__What to work on__: Which lines of the data hold the word "warn"? Copy all of them.

__Input__:
// -------------------------------------------------------------------------------------------------
//  Copyright (C) 2015-2025 Nautech Systems Pty Ltd. All rights reserved.
//  https://nautechsystems.io
//
//  Licensed under the GNU Lesser General Public License Version 3.0 (the "License");
//  You may not use this file except in compliance with the License.
//  You may obtain a copy of the License at https://www.gnu.org/licenses/lgpl-3.0.en.html
//
//  Unless required by applicable law or agreed to in writing, software
//  distributed under the License is distributed on an "AS IS" BASIS,
//  WITHOUT WARRANTIES OR CONDITIONS OF ANY KIND, either express or implied.
//  See the License for the specific language governing permissions and
//  limitations under the License.
// -------------------------------------------------------------------------------------------------

//! Configuration for the currency registry and the process-wide [`CurrencyPolicy`].
//!
//! ```toml
//! disallowed_currencies = ["RUB"]
//!
//! [[currencies]]
//! code = "TND"
//! precision = 3
//! iso4217 = 788
//! name = "Tunisian dinar"
//! currency_type = "FIAT"
//! ```

use std::{collections::HashSet, path::Path};

use serde::{Deserialize, Serialize};

use crate::{
    enums::CurrencyType,
    error::ConfigError,
    policy::{CurrencyPolicy, INTERNATIONAL_RUBLE_CODE},
    types::Currency,
};

/// Definition of an additional currency to register at startup.
#[derive(Clone, Debug, PartialEq, Eq, Serialize, Deserialize)]
#[serde(deny_unknown_fields)]
pub struct CurrencyConfig {
    /// The currency code (e.g. "TND").
    pub code: String,
    /// The number of fractional digits.
    pub precision: u8,
    /// The ISO 4217 numeric code, zero if none.
    #[serde(default)]
    pub iso4217: u16,
    /// The full name of the currency.
    pub name: String,
    /// The currency category.
    #[serde(default = "default_currency_type")]
    pub currency_type: CurrencyType,
}

const fn default_currency_type() -> CurrencyType {
    CurrencyType::Fiat
}

impl CurrencyConfig {
    /// Builds the validated [`Currency`] described by this definition.
    ///
    /// # Errors
    ///
    /// Returns [`ConfigError::InvalidCurrency`] if any field fails validation.
    pub fn to_currency(&self) -> Result<Currency, ConfigError> {
        Currency::new_checked(
            self.code.as_str(),
            self.precision,
            self.iso4217,
            self.name.as_str(),
            self.currency_type,
        )
        .map_err(|e| ConfigError::InvalidCurrency {
            code: self.code.clone(),
            reason: e.to_string(),
        })
    }
}

/// Configuration for money construction.
#[derive(Clone, Debug, PartialEq, Eq, Serialize, Deserialize)]
#[serde(default, deny_unknown_fields)]
pub struct MoneyConfig {
    /// Currency codes which money constructors refuse.
    pub disallowed_currencies: Vec<String>,
    /// Additional currencies to register on top of the built-in table.
    pub currencies: Vec<CurrencyConfig>,
}

impl Default for MoneyConfig {
    /// Creates a new default [`MoneyConfig`] instance, refusing only the international ruble.
    fn default() -> Self {
        Self {
            disallowed_currencies: vec![INTERNATIONAL_RUBLE_CODE.to_string()],
            currencies: Vec::new(),
        }
    }
}

impl MoneyConfig {
    /// Parses a [`MoneyConfig`] from a TOML string.
    ///
    /// # Errors
    ///
    /// Returns [`ConfigError::Parse`] if the TOML is malformed or contains unknown fields.
    pub fn from_toml_str(s: &str) -> Result<Self, ConfigError> {
        Ok(toml::from_str(s)?)
    }

    /// Reads and parses a [`MoneyConfig`] from the TOML file at `path`.
    ///
    /// # Errors
    ///
    /// Returns an error if the file cannot be read or parsed.
    pub fn from_path<P: AsRef<Path>>(path: P) -> Result<Self, ConfigError> {
        let path = path.as_ref();
        let contents = std::fs::read_to_string(path).map_err(|source| ConfigError::ReadFile {
            path: path.to_path_buf(),
            source,
        })?;
        Self::from_toml_str(&contents)
    }

    /// Returns the [`CurrencyPolicy`] described by this configuration.
    #[must_use]
    pub fn policy(&self) -> CurrencyPolicy {
        CurrencyPolicy::new(&self.disallowed_currencies)
    }

    /// Validates and returns the additional currencies.
    ///
    /// # Errors
    ///
    /// Returns [`ConfigError::InvalidCurrency`] if a definition is invalid, a code is
    /// defined more than once, or a definition changes the precision of a registered currency.
    pub fn currencies(&self) -> Result<Vec<Currency>, ConfigError> {
        let mut seen = HashSet::with_capacity(self.currencies.len());
        self.currencies
            .iter()
            .map(|definition| {
                if !seen.insert(definition.code.as_str()) {
                    return Err(ConfigError::InvalidCurrency {
                        code: definition.code.clone(),
                        reason: "defined more than once".to_string(),
                    });
                }

                let currency = definition.to_currency()?;
                if let Some(existing) = Currency::try_from_str(&definition.code)
                    && existing.precision() != currency.precision()
                {
                    return Err(ConfigError::InvalidCurrency {
                        code: definition.code.clone(),
                        reason: format!(
                            "precision {} conflicts with registered precision {}",
                            currency.precision(),
                            existing.precision(),
                        ),
                    });
                }
                Ok(currency)
            })
            .collect()
    }

    /// Installs the policy process-wide and registers the additional currencies.
    ///
    /// Must be called before any money is constructed. Every currency definition is
    /// validated, and the policy installed, before the registry is touched.
    ///
    /// # Errors
    ///
    /// Returns an error if a currency definition is invalid, a process-wide policy is
    /// already installed, or the registry cannot be updated.
    pub fn apply(&self) -> Result<(), ConfigError> {
        let currencies = self.currencies()?;
        CurrencyPolicy::install(self.policy())?;

        for currency in currencies {
            if let Some(existing) = Currency::try_from_str(currency.code().as_str()) {
                log::warn!("Replacing registered currency {existing:?} with {currency:?}");
            }
            Currency::register(currency, true).map_err(|e| ConfigError::Registry(e.to_string()))?;
        }

        for code in &self.disallowed_currencies {
            if Currency::try_from_str(code).is_none() {
                log::warn!("Disallowed currency {code} is not registered");
            }
        }

        Ok(())
    }
}

////////////////////////////////////////////////////////////////////////////////
// Tests
////////////////////////////////////////////////////////////////////////////////
#[cfg(test)]
mod tests {
    use std::io::Write;

    use rstest::rstest;

    use super::*;

    const FULL_CONFIG: &str = r#"
disallowed_currencies = ["RUB", "USD"]

[[currencies]]
code = "TND"
precision = 3
iso4217 = 788
name = "Tunisian dinar"

[[currencies]]
code = "GOLDG"
precision = 4
name = "Gold gram"
currency_type = "COMMODITY_BACKED"
"#;

    #[rstest]
    fn test_default() {
        let config = MoneyConfig::default();
        assert_eq!(config.disallowed_currencies, vec!["RUB".to_string()]);
        assert!(config.currencies.is_empty());
        assert_eq!(config.policy(), CurrencyPolicy::domestic());
    }

    #[rstest]
    fn test_empty_toml_is_default() {
        assert_eq!(MoneyConfig::from_toml_str("").unwrap(), MoneyConfig::default());
    }

    #[rstest]
    fn test_full_config() {
        let config = MoneyConfig::from_toml_str(FULL_CONFIG).unwrap();
        assert_eq!(
            config.policy().disallowed().collect::<Vec<_>>(),
            vec!["RUB", "USD"]
        );

        let currencies = config.currencies().unwrap();
        assert_eq!(currencies.len(), 2);
        assert_eq!(currencies[0].code().as_str(), "TND");
        assert_eq!(currencies[0].precision(), 3);
        assert_eq!(currencies[0].iso4217(), 788);
        assert_eq!(currencies[0].currency_type(), CurrencyType::Fiat);
        assert_eq!(currencies[1].iso4217(), 0);
        assert_eq!(currencies[1].currency_type(), CurrencyType::CommodityBacked);
    }

    #[rstest]
    fn test_permissive_config() {
        let config = MoneyConfig::from_toml_str("disallowed_currencies = []").unwrap();
        assert_eq!(config.policy(), CurrencyPolicy::permissive());
    }

    #[rstest]
    fn test_unknown_field_rejected() {
        let result = MoneyConfig::from_toml_str("forbidden = [\"RUB\"]");
        assert!(matches!(result, Err(ConfigError::Parse(_))));
    }

    #[rstest]
    fn test_invalid_precision_rejected() {
        let config = MoneyConfig::from_toml_str(
            r#"
[[currencies]]
code = "BAD"
precision = 12
name = "Too precise"
"#,
        )
        .unwrap();

        match config.currencies() {
            Err(ConfigError::InvalidCurrency { code, reason }) => {
                assert_eq!(code, "BAD");
                assert!(reason.contains("precision"));
            }
            other => panic!("expected invalid currency, was {other:?}"),
        }
    }

    #[rstest]
    fn test_duplicate_currency_rejected() {
        let config = MoneyConfig::from_toml_str(
            r#"
[[currencies]]
code = "DUP"
precision = 2
name = "Duplicate"

[[currencies]]
code = "DUP"
precision = 3
name = "Duplicate again"
"#,
        )
        .unwrap();

        assert!(matches!(
            config.currencies(),
            Err(ConfigError::InvalidCurrency { code, .. }) if code == "DUP"
        ));
    }

    #[rstest]
    fn test_builtin_precision_redefinition_rejected() {
        let config = MoneyConfig::from_toml_str(
            r#"
[[currencies]]
code = "RUR"
precision = 3
iso4217 = 810
name = "Russian ruble"
"#,
        )
        .unwrap();

        match config.apply() {
            Err(ConfigError::InvalidCurrency { code, reason }) => {
                assert_eq!(code, "RUR");
                assert!(reason.contains("conflicts with registered precision 2"));
            }
            other => panic!("expected invalid currency, was {other:?}"),
        }
        assert_eq!(Currency::try_from_str("RUR").unwrap().precision(), 2);
        assert_eq!(Currency::RUR().precision(), 2);
    }

    #[rstest]
    fn test_apply_after_policy_fixed_leaves_registry_untouched() {
        // Fixes the process-wide policy for this test binary
        let _ = CurrencyPolicy::global();

        let config = MoneyConfig::from_toml_str(
            r#"
[[currencies]]
code = "UNAPPLIED"
precision = 2
name = "Never registered"
"#,
        )
        .unwrap();

        assert!(matches!(
            config.apply(),
            Err(ConfigError::PolicyAlreadyInstalled)
        ));
        assert!(Currency::try_from_str("UNAPPLIED").is_none());
    }

    #[rstest]
    fn test_from_path() {
        let mut file = tempfile::NamedTempFile::new().unwrap();
        file.write_all(FULL_CONFIG.as_bytes()).unwrap();

        let config = MoneyConfig::from_path(file.path()).unwrap();
        assert_eq!(config, MoneyConfig::from_toml_str(FULL_CONFIG).unwrap());
    }

    #[rstest]
    fn test_from_missing_path() {
        let result = MoneyConfig::from_path("/nonexistent/monetary.toml");
        assert!(matches!(result, Err(ConfigError::ReadFile { .. })));
    }
}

__Your response__:
                log::warn!("Replacing registered currency {existing:?} with {currency:?}");
                log::warn!("Disallowed currency {code} is not registered");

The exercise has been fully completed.